• A leafless apple tree against a deep blue sky. The tree is baubled with red and gold apples. At the bottom left of the image, a distant church steeple is visible through the tangle of tree branches.
    A leafless apple tree against a deep blue sky. The tree is baubled with red and gold apples. At the bottom left of the image, a distant church steeple is visible through the tangle of tree branches.
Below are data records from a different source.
//! Daily gain aggregation.
//!
//! Review events are bucketed into calendar days of a single time zone and
//! summed into a dense, zero-filled series over a trailing window.

use chrono::{Days, NaiveDate, TimeZone, Utc};
use serde::ser::{Serialize, Serializer};

use crate::api::ReviewEvent;
use crate::error::ConfigError;

/// Longest window accepted, ten years of days.
pub const MAX_WINDOW_DAYS: u32 = 3660;

/// Room a window keeps on both sides for padding it to whole weeks.
const WEEK_SLACK: Days = Days::new(6);

/// Inclusive date range `[start, end]`.
#[derive(Debug, Clone, Copy, PartialEq, Eq)]
pub struct Window {
    start: NaiveDate,
    end: NaiveDate,
}

impl Window {
    /// Window covering `start..=end`.
    ///
    /// Returns `None` if `end` precedes `start`, the range is longer than
    /// [`MAX_WINDOW_DAYS`], or it lies within a week of the representable
    /// date range.
    pub fn new(start: NaiveDate, end: NaiveDate) -> Option<Self> {
        if start > end || (end - start).num_days() >= i64::from(MAX_WINDOW_DAYS) {
            return None;
        }
        start.checked_sub_days(WEEK_SLACK)?;
        end.checked_add_days(WEEK_SLACK)?;
        Some(Self { start, end })
    }

    /// The `days`-long window whose last day is `end`.
    pub fn trailing(end: NaiveDate, days: u32) -> Result<Self, ConfigError> {
        let invalid = |message: &str| ConfigError::InvalidValue {
            key: "window_days".into(),
            message: message.into(),
        };
        if days == 0 {
            return Err(invalid("must be at least 1"));
        }
        if days > MAX_WINDOW_DAYS {
            return Err(invalid(&format!("must be at most {MAX_WINDOW_DAYS}")));
        }
        end.checked_sub_days(Days::new(u64::from(days) - 1))
            .and_then(|start| Self::new(start, end))
            .ok_or_else(|| invalid("window reaches outside the representable dates"))
    }

    /// Trailing window ending on today's date as seen in `tz`.
    pub fn ending_today<Z: TimeZone>(tz: &Z, days: u32) -> Result<Self, ConfigError> {
        let today = Utc::now().with_timezone(tz).date_naive();
        Self::trailing(today, days)
    }

    pub fn start(&self) -> NaiveDate {
        self.start
    }

    pub fn end(&self) -> NaiveDate {
        self.end
    }

    /// Number of dates covered.
    pub fn days(&self) -> usize {
        (self.end - self.start).num_days() as usize + 1
    }

    pub fn contains(&self, date: NaiveDate) -> bool {
        self.start <= date && date <= self.end
    }

    /// Position of `date` within the window.
    pub fn index_of(&self, date: NaiveDate) -> Option<usize> {
        self.contains(date)
            .then(|| (date - self.start).num_days() as usize)
    }

    /// Every date of the window in order.
    pub fn dates(&self) -> impl Iterator<Item = NaiveDate> {
        self.start.iter_days().take(self.days())
    }
}

/// Per-day summed points over a [`Window`], one entry per date.
#[derive(Debug, Clone, PartialEq)]
pub struct DailySeries {
    window: Window,
    values: Vec<f64>,
}

impl DailySeries {
    /// All-zero series.
    pub fn zeros(window: Window) -> Self {
        Self {
            window,
            values: vec![0.0; window.days()],
        }
    }

    pub fn window(&self) -> Window {
        self.window
    }

    pub fn len(&self) -> usize {
        self.values.len()
    }

    /// A window always has at least one day, so this is only true for
    /// hand-built series.
    pub fn is_empty(&self) -> bool {
        self.values.is_empty()
    }

    pub fn values(&self) -> &[f64] {
        &self.values
    }

    /// `(date, points)` pairs in chronological order.
    pub fn iter(&self) -> impl Iterator<Item = (NaiveDate, f64)> + '_ {
        self.window.dates().zip(self.values.iter().copied())
    }

    pub fn get(&self, date: NaiveDate) -> Option<f64> {
        self.window.index_of(date).map(|i| self.values[i])
    }

    pub fn total(&self) -> f64 {
        self.values.iter().sum()
    }

    pub fn max(&self) -> f64 {
        self.values.iter().copied().fold(f64::NEG_INFINITY, f64::max)
    }

    pub fn min(&self) -> f64 {
        self.values.iter().copied().fold(f64::INFINITY, f64::min)
    }

    /// Days with a non-zero sum.
    pub fn active_days(&self) -> usize {
        self.values.iter().filter(|v| **v != 0.0).count()
    }

    /// Highest-earning day, if any day earned more than zero.
    pub fn best_day(&self) -> Option<(NaiveDate, f64)> {
        self.iter()
            .filter(|(_, v)| *v > 0.0)
            .fold(None, |best, (date, v)| match best {
                Some((_, b)) if b >= v => best,
                _ => Some((date, v)),
            })
    }

    pub fn summary(&self) -> Summary {
        Summary {
            total: self.total(),
            active_days: self.active_days(),
            days: self.len(),
            best_day: self.best_day(),
        }
    }
}

#[derive(serde::Serialize)]
struct DayEntry {
    date: NaiveDate,
    points: f64,
}

impl Serialize for DailySeries {
    fn serialize<S: Serializer>(&self, serializer: S) -> Result<S::Ok, S::Error> {
        serializer.collect_seq(self.iter().map(|(date, points)| DayEntry { date, points }))
    }
}

/// Headline numbers for a series.
#[derive(Debug, Clone, PartialEq)]
pub struct Summary {
    pub total: f64,
    pub active_days: usize,
    pub days: usize,
    pub best_day: Option<(NaiveDate, f64)>,
}

impl std::fmt::Display for Summary {
    fn fmt(&self, f: &mut std::fmt::Formatter<'_>) -> std::fmt::Result {
        write!(
            f,
            "Total: {:.2} over {} active days of {}",
            self.total, self.active_days, self.days
        )?;
        if let Some((date, points)) = self.best_day {
            write!(f, "; best day {date} ({points:.2})")?;
        }
        Ok(())
    }
}

/// Sums review points per calendar day in a fixed time zone.
pub struct Aggregator<Z: TimeZone> {
    tz: Z,
}

impl<Z: TimeZone> Aggregator<Z> {
    pub fn new(tz: Z) -> Self {
        Self { tz }
    }

    /// Build the series for `window`. Events whose local date falls outside
    /// the window are dropped; events on the same day are summed.
    pub fn aggregate(&self, events: &[ReviewEvent], window: Window) -> DailySeries {
        let mut series = DailySeries::zeros(window);
        let mut skipped = 0usize;

        for event in events {
            let date = event.timestamp.with_timezone(&self.tz).date_naive();
            match window.index_of(date) {
                Some(i) => series.values[i] += event.points,
                None => skipped += 1,
            }
        }

        if skipped > 0 {
            tracing::debug!(skipped, "reviews outside the window ignored");
        }

        series
    }
}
    Epiphany, as it were, and as it is, for some folks. The Christmas tree comes down tonight, and the new year starts in earnest. I’ve been reflecting on 2025 and what a wild ride it was. The year didn’t end the way it started, certainly, and that’s for the best. It was a year of disruption and frustration, and also one of liberating myself from old ideas about who I am, and about what I should want versus what actually fuels and excites me. I went on some excellent tree-scented walks, enjoyed some breathtaking sunrise swims, and published some work that I’m proud of (a poem in a beautiful art book called Buoys and Markers, an article in The Independent, a poem in the most recent series from Opaat Press, a nonfiction piece in Best Canadian Essays 2026, and a poem in the extraordinary project that is Dear Mr. Smallwood). I pulled off some amazing workplace feats before my job at Memorial ended, I completed the Foundational Certificate in Narrative-Based Medicine through U of T’s Narrative-Based Medicine Lab, I served as an examiner for two beautiful MA theses, I traveled to Halifax to read at the Opaat Press Second Anniversary Bash (thanks to support from The Writers’ Union of Canada and ArtsNL), and I did some solid work on my book manuscript during AcWriMo.

    There were plenty — plenty — of fails, too, and they were big ones, but what’s the fun in dwelling on those? And even those fails were wins, really, on the “honing my application-writing and bureaucracy-navigation skills” front.

    All in all, 2025 confirmed for me that life is uncertain and unpredictable, and that “financial security” is a middle-class delusion, so I might as well just do what I want to do and hope for the best. Hi-Diddle-Dee-Dee, a writer’s life for me, etc.

    2026 is already looking like a big year for creative work and collaboration, and I’m really excited to see what happens next.